Photo by Austin Distel

Developer performance is a hot topic nowadays, especially during the COVID-19 time when most of us work from our home offices. Executives feel a strong need to measure developer productivity and introduce metrics that look obviously reliable and good from their point of view but in reality have little to no relevance to the complex work of developers, undermining their motivation and morale.

In this article, we’ll take a close look at the notion of developer performance, identify issues related to it and learn from the best gurus about how to measure developer performance and how to recognize quality metrics.

Developer Performance Metrics That Don’t Work

Developer performance refers to how well engineering teams are performing and how successful development operations of the company are.

Executives seek to measure performance in development teams for a number of reasons. Steve McConnell, project management and software engineering expert, provides the following most common reasons:

The biggest issue with measuring developer productivity nowadays is that managers introduce metrics that make little to no sense in regards to developer performance. Here are some of the most common examples of the worst developer performance metrics:

  • Hours worked
  • Lines of code
  • Bugs fixed
  • Tasks completed
  • Number of commits
  • Velocity points
  • Pull request count
  • Features shipped
  • Computer activity metrics

Using these metrics is very likely to be detrimental to developer morale and business growth: neither of them takes into account developer experience, business output or what programming is truly about. Just as lines of code don’t reflect the developer’s efforts, number of bugs fixed don’t mean better quality software and low keyboard or mouse activity doesn’t mean anything at all. Instead, these metrics invite developers to game them by writing unnecessary code, creating buggy software or even writing scripts to simulate computer activity.

Now let’s see why developer performance is so hard to measure, why most executives use bad developer performance metrics and are there any reliable metrics at all.

What’s Wrong With Measuring Developer Performance?

Let’s start with the definition of productivity, which equals output divided by input.

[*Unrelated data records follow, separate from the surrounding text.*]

//! Configuration management for the TTS service
//!
//! Supports loading configuration from:
//! - YAML/TOML files (`config/default`, `config/{env}`)
//! - Environment variables (`ZONOS_TTS__` prefix, `__` between sections)

pub mod settings;

pub use settings::{
    load_settings, load_settings_from, CacheConfig, Device, EndpointConfig, LanguageConfig,
    ModelBackend, ModelsConfig, ObservabilityConfig, PhonemizerConfig, ReferenceAudioConfig,
    ReferenceAudioPolicy, ServerConfig, Settings, SynthesisConfig, EXPORTED_TOKEN_BUDGET,
};

use thiserror::Error;

#[derive(Error, Debug)]
pub enum ConfigError {
    #[error("Configuration file not found: {0}")]
    FileNotFound(String),

    #[error("Failed to parse configuration: {0}")]
    ParseError(String),

    #[error("Invalid value for {field}: {message}")]
    InvalidValue { field: String, message: String },
}

impl From<config::ConfigError> for ConfigError {
    fn from(err: config::ConfigError) -> Self {
        ConfigError::ParseError(err.to_string())
    }
}

impl From<ConfigError> for zonos_tts_core::Error {
    fn from(err: ConfigError) -> Self {
        zonos_tts_core::Error::Config(err.to_string())
    }
}
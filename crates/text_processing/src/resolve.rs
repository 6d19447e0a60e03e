//! Language resolution for synthesis requests
//!
//! Requests may carry an explicit language. When they don't, the text is run
//! through the [`ScriptDetector`]. Tags the model has no embedding for, from
//! either source, fall back to the configured default. Resolution never fails.

use zonos_tts_config::{EndpointConfig, LanguageConfig};
use zonos_tts_core::LanguageTag;

use crate::ScriptDetector;

/// Where a resolved language came from
#[derive(Debug, Clone, Copy, PartialEq, Eq)]
pub enum LanguageSource {
    /// Given by the caller
    Explicit,
    /// Identified from the text
    Detected,
    /// Detection disabled, default used
    Default,
    /// Caller's tag or detection was unusable, default used
    Fallback,
}

impl LanguageSource {
    pub fn as_str(&self) -> &'static str {
        match self {
            LanguageSource::Explicit => "explicit",
            LanguageSource::Detected => "detected",
            LanguageSource::Default => "default",
            LanguageSource::Fallback => "fallback",
        }
    }
}

/// Outcome of language resolution
#[derive(Debug, Clone, PartialEq)]
pub struct Resolution {
    pub language: LanguageTag,
    pub source: LanguageSource,
    /// Detector confidence, when detection ran
    pub confidence: Option<f32>,
}

/// Resolves the language of a request
#[derive(Debug, Clone)]
pub struct LanguageResolver {
    detector: ScriptDetector,
    default_language: LanguageTag,
    detection: bool,
    min_confidence: f32,
}

impl LanguageResolver {
    pub fn new(config: &LanguageConfig) -> Self {
        Self {
            detector: ScriptDetector::new(config.max_scan_chars),
            default_language: config.default.clone(),
            detection: config.detection,
            min_confidence: config.min_confidence,
        }
    }

    /// Build a resolver from endpoint settings, keeping the detector tuning from `config`
    pub fn for_endpoint(endpoint: &EndpointConfig, config: &LanguageConfig) -> Self {
        Self {
            detector: ScriptDetector::new(config.max_scan_chars),
            default_language: endpoint.default_language.clone(),
            detection: endpoint.language_detection,
            min_confidence: config.min_confidence,
        }
    }

    pub fn default_language(&self) -> &LanguageTag {
        &self.default_language
    }

    /// Resolve the language for `text`, preferring an explicit tag
    pub fn resolve(&self, explicit: Option<&str>, text: &str) -> Resolution {
        if let Some(raw) = explicit.map(str::trim).filter(|s| !s.is_empty()) {
            match LanguageTag::parse(raw) {
                Ok(language) if language.is_supported() => {
                    return Resolution {
                        language,
                        source: LanguageSource::Explicit,
                        confidence: None,
                    };
                }
                Ok(language) => {
                    tracing::warn!(
                        language = %language,
                        default = %self.default_language,
                        "Language not known to the model, using default"
                    );
                    return self.fallback(None);
                }
                Err(e) => {
                    tracing::warn!(language = raw, error = %e, "Ignoring unusable language tag");
                    return self.fallback(None);
                }
            }
        }

        if !self.detection {
            return Resolution {
                language: self.default_language.clone(),
                source: LanguageSource::Default,
                confidence: None,
            };
        }

        match self.detector.detect_with_confidence(text) {
            Some((language, confidence))
                if confidence >= self.min_confidence && language.is_supported() =>
            {
                tracing::debug!(language = %language, confidence, "Detected language");
                Resolution {
                    language,
                    source: LanguageSource::Detected,
                    confidence: Some(confidence),
                }
            }
            Some((language, confidence)) => {
                tracing::warn!(
                    language = %language,
                    confidence,
                    "Language detection inconclusive, using default"
                );
                self.fallback(Some(confidence))
            }
            None => {
                tracing::warn!("Language detection failed, using default");
                self.fallback(None)
            }
        }
    }

    fn fallback(&self, confidence: Option<f32>) -> Resolution {
        Resolution {
            language: self.default_language.clone(),
            source: LanguageSource::Fallback,
            confidence,
        }
    }
}

impl Default for LanguageResolver {
    fn default() -> Self {
        Self::new(&LanguageConfig::default())
    }
}
//! Speaker embedding extraction

use std::sync::Arc;

use zonos_tts_core::{Error, Result, SpeakerEmbedding, SpeakerId, Waveform};

use crate::Synthesizer;

/// Turns a decoded reference recording into a [`SpeakerEmbedding`]
#[derive(Clone)]
pub struct SpeakerEmbedder {
    synthesizer: Arc<dyn Synthesizer>,
}

impl SpeakerEmbedder {
    pub fn new(synthesizer: Arc<dyn Synthesizer>) -> Self {
        Self { synthesizer }
    }

    /// Embed `waveform`, tagging the result with `id`
    pub fn embed(&self, waveform: &Waveform, id: SpeakerId) -> Result<SpeakerEmbedding> {
        if waveform.sample_rate == 0 {
            return Err(Error::Input("reference audio has no sample rate".to_string()));
        }
        if waveform.is_empty() {
            return Err(Error::Input("reference audio has no samples".to_string()));
        }

        let vector = self.synthesizer.embed_speaker(waveform).map_err(|e| match e {
            Error::Input(_) => e,
            other => Error::Input(format!("speaker embedding failed: {}", other)),
        })?;

        if vector.is_empty() || vector.iter().any(|v| !v.is_finite()) {
            return Err(Error::Input("speaker embedding is empty or not finite".to_string()));
        }

        tracing::debug!(speaker = id.short(), dim = vector.len(), "Extracted speaker embedding");
        Ok(SpeakerEmbedding::new(id, vector))
    }
}

#[cfg(test)]
mod tests {
    use super::*;
    use crate::SimpleSynthesizer;

    #[test]
    fn test_embed_reference() {
        let embedder = SpeakerEmbedder::new(Arc::new(SimpleSynthesizer::default()));
        let waveform = Waveform::new(vec![0.1, -0.2, 0.3, 0.0], 16_000);
        let id = SpeakerId::from_bytes(b"reference");

        let embedding = embedder.embed(&waveform, id.clone()).unwrap();
        assert_eq!(embedding.id(), &id);
        assert_eq!(embedding.dim(), 128);
    }

    #[test]
    fn test_rejects_unusable_audio() {
        let embedder = SpeakerEmbedder::new(Arc::new(SimpleSynthesizer::default()));
        let id = SpeakerId::from_bytes(b"x");

        let empty = Waveform::new(vec![], 16_000);
        assert!(matches!(embedder.embed(&empty, id.clone()), Err(Error::Input(_))));

        let no_rate = Waveform::new(vec![0.5], 0);
        assert!(matches!(embedder.embed(&no_rate, id), Err(Error::Input(_))));
    }
}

Productivity = Output / Input

This formula looks simple, but many issues related to measuring developer productivity can be resolved by referring back to this definition, in particular, to what we mean by input and output in the work of a developer. If any of these components are defined incorrectly, then productivity won’t be measured objectively.

What is developer output?

What should be considered as the output of the developer’s work? Is it lines of code because it’s exactly what developers produce? Is it function points? Or is it bugs fixed? On the contrary, these metrics have little to no relevance to the economics of the business and don’t reflect any degree of developer effort by themselves.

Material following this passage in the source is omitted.